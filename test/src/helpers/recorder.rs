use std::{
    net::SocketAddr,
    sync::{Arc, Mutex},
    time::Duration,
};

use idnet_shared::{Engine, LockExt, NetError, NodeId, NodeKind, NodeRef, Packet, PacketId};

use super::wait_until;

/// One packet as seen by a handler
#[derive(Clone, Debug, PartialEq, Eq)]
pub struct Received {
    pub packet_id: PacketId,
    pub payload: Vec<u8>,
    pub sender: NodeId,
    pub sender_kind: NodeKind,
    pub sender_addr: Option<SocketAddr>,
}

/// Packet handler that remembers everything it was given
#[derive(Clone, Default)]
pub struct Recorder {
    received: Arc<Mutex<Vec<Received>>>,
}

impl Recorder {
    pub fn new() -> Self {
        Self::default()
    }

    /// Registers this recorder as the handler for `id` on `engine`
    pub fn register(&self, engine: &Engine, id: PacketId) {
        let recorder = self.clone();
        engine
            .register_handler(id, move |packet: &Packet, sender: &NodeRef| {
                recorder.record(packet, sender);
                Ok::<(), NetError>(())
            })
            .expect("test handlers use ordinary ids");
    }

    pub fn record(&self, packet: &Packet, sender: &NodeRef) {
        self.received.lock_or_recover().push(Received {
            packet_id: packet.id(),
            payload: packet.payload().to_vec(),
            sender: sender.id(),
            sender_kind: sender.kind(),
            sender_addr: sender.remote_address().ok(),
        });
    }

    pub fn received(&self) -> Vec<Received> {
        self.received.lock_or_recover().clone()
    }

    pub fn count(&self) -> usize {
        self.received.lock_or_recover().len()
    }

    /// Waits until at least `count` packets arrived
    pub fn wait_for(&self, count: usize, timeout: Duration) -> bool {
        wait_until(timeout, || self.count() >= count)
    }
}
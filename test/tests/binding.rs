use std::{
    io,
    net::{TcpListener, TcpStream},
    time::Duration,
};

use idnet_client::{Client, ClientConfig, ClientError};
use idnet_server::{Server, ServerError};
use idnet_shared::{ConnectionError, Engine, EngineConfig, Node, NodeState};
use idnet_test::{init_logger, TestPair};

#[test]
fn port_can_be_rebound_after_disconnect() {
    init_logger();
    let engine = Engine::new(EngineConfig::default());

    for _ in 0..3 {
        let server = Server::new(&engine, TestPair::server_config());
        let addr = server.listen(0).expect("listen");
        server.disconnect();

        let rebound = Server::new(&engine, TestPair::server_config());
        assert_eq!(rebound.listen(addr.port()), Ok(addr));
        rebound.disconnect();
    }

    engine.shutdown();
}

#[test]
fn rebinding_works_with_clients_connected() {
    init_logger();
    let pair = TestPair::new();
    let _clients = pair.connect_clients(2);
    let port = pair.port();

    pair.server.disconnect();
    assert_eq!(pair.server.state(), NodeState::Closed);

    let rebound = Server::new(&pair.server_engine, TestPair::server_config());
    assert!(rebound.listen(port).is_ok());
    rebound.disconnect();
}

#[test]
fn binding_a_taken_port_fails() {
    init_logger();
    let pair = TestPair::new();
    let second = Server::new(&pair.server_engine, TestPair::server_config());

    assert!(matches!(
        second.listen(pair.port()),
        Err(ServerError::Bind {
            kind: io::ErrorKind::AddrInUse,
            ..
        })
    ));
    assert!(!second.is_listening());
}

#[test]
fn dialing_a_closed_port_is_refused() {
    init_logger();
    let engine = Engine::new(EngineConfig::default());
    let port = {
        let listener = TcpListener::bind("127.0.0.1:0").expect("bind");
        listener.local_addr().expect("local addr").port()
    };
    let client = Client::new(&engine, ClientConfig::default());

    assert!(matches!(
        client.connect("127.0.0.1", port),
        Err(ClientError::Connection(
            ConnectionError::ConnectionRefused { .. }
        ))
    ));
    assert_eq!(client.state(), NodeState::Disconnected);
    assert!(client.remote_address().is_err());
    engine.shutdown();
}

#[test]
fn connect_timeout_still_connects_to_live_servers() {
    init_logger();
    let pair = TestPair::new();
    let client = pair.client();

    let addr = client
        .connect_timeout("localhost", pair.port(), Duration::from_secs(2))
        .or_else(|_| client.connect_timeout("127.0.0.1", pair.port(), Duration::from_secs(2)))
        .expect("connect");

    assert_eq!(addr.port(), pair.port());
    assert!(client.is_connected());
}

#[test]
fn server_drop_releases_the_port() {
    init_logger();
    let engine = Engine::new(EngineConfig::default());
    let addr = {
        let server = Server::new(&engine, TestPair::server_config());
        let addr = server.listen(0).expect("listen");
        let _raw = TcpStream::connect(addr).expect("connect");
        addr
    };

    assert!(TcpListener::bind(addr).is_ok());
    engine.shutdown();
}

WHAT TO DO
Set down the full listing. Keep every line exact.

ANSWER SPACE
filename test/src/helpers/recorder.rs
use std::{
    net::SocketAddr,
    sync::{Arc, Mutex},
    time::Duration,
};

use idnet_shared::{Engine, LockExt, NetError, NodeId, NodeKind, NodeRef, Packet, PacketId};

use super::wait_until;

/// One packet as seen by a handler
#[derive(Clone, Debug, PartialEq, Eq)]
pub struct Received {
    pub packet_id: PacketId,
    pub payload: Vec<u8>,
    pub sender: NodeId,
    pub sender_kind: NodeKind,
    pub sender_addr: Option<SocketAddr>,
}

/// Packet handler that remembers everything it was given
#[derive(Clone, Default)]
pub struct Recorder {
    received: Arc<Mutex<Vec<Received>>>,
}

impl Recorder {
    pub fn new() -> Self {
        Self::default()
    }

    /// Registers this recorder as the handler for `id` on `engine`
    pub fn register(&self, engine: &Engine, id: PacketId) {
        let recorder = self.clone();
        engine
            .register_handler(id, move |packet: &Packet, sender: &NodeRef| {
                recorder.record(packet, sender);
                Ok::<(), NetError>(())
            })
            .expect("test handlers use ordinary ids");
    }

    pub fn record(&self, packet: &Packet, sender: &NodeRef) {
        self.received.lock_or_recover().push(Received {
            packet_id: packet.id(),
            payload: packet.payload().to_vec(),
            sender: sender.id(),
            sender_kind: sender.kind(),
            sender_addr: sender.remote_address().ok(),
        });
    }

    pub fn received(&self) -> Vec<Received> {
        self.received.lock_or_recover().clone()
    }

    pub fn count(&self) -> usize {
        self.received.lock_or_recover().len()
    }

    /// Waits until at least `count` packets arrived
    pub fn wait_for(&self, count: usize, timeout: Duration) -> bool {
        wait_until(timeout, || self.count() >= count)
    }
}
filename test/tests/binding.rs
use std::{
    io,
    net::{TcpListener, TcpStream},
    time::Duration,
};

use idnet_client::{Client, ClientConfig, ClientError};
use idnet_server::{Server, ServerError};
use idnet_shared::{ConnectionError, Engine, EngineConfig, Node, NodeState};
use idnet_test::{init_logger, TestPair};

#[test]
fn port_can_be_rebound_after_disconnect() {
    init_logger();
    let engine = Engine::new(EngineConfig::default());

    for _ in 0..3 {
        let server = Server::new(&engine, TestPair::server_config());
        let addr = server.listen(0).expect("listen");
        server.disconnect();

        let rebound = Server::new(&engine, TestPair::server_config());
        assert_eq!(rebound.listen(addr.port()), Ok(addr));
        rebound.disconnect();
    }

    engine.shutdown();
}

#[test]
fn rebinding_works_with_clients_connected() {
    init_logger();
    let pair = TestPair::new();
    let _clients = pair.connect_clients(2);
    let port = pair.port();

    pair.server.disconnect();
    assert_eq!(pair.server.state(), NodeState::Closed);

    let rebound = Server::new(&pair.server_engine, TestPair::server_config());
    assert!(rebound.listen(port).is_ok());
    rebound.disconnect();
}

#[test]
fn binding_a_taken_port_fails() {
    init_logger();
    let pair = TestPair::new();
    let second = Server::new(&pair.server_engine, TestPair::server_config());

    assert!(matches!(
        second.listen(pair.port()),
        Err(ServerError::Bind {
            kind: io::ErrorKind::AddrInUse,
            ..
        })
    ));
    assert!(!second.is_listening());
}

#[test]
fn dialing_a_closed_port_is_refused() {
    init_logger();
    let engine = Engine::new(EngineConfig::default());
    let port = {
        let listener = TcpListener::bind("127.0.0.1:0").expect("bind");
        listener.local_addr().expect("local addr").port()
    };
    let client = Client::new(&engine, ClientConfig::default());

    assert!(matches!(
        client.connect("127.0.0.1", port),
        Err(ClientError::Connection(
            ConnectionError::ConnectionRefused { .. }
        ))
    ));
    assert_eq!(client.state(), NodeState::Disconnected);
    assert!(client.remote_address().is_err());
    engine.shutdown();
}

#[test]
fn connect_timeout_still_connects_to_live_servers() {
    init_logger();
    let pair = TestPair::new();
    let client = pair.client();

    let addr = client
        .connect_timeout("localhost", pair.port(), Duration::from_secs(2))
        .or_else(|_| client.connect_timeout("127.0.0.1", pair.port(), Duration::from_secs(2)))
        .expect("connect");

    assert_eq!(addr.port(), pair.port());
    assert!(client.is_connected());
}

#[test]
fn server_drop_releases_the_port() {
    init_logger();
    let engine = Engine::new(EngineConfig::default());
    let addr = {
        let server = Server::new(&engine, TestPair::server_config());
        let addr = server.listen(0).expect("listen");
        let _raw = TcpStream::connect(addr).expect("connect");
        addr
    };

    assert!(TcpListener::bind(addr).is_ok());
    engine.shutdown();
}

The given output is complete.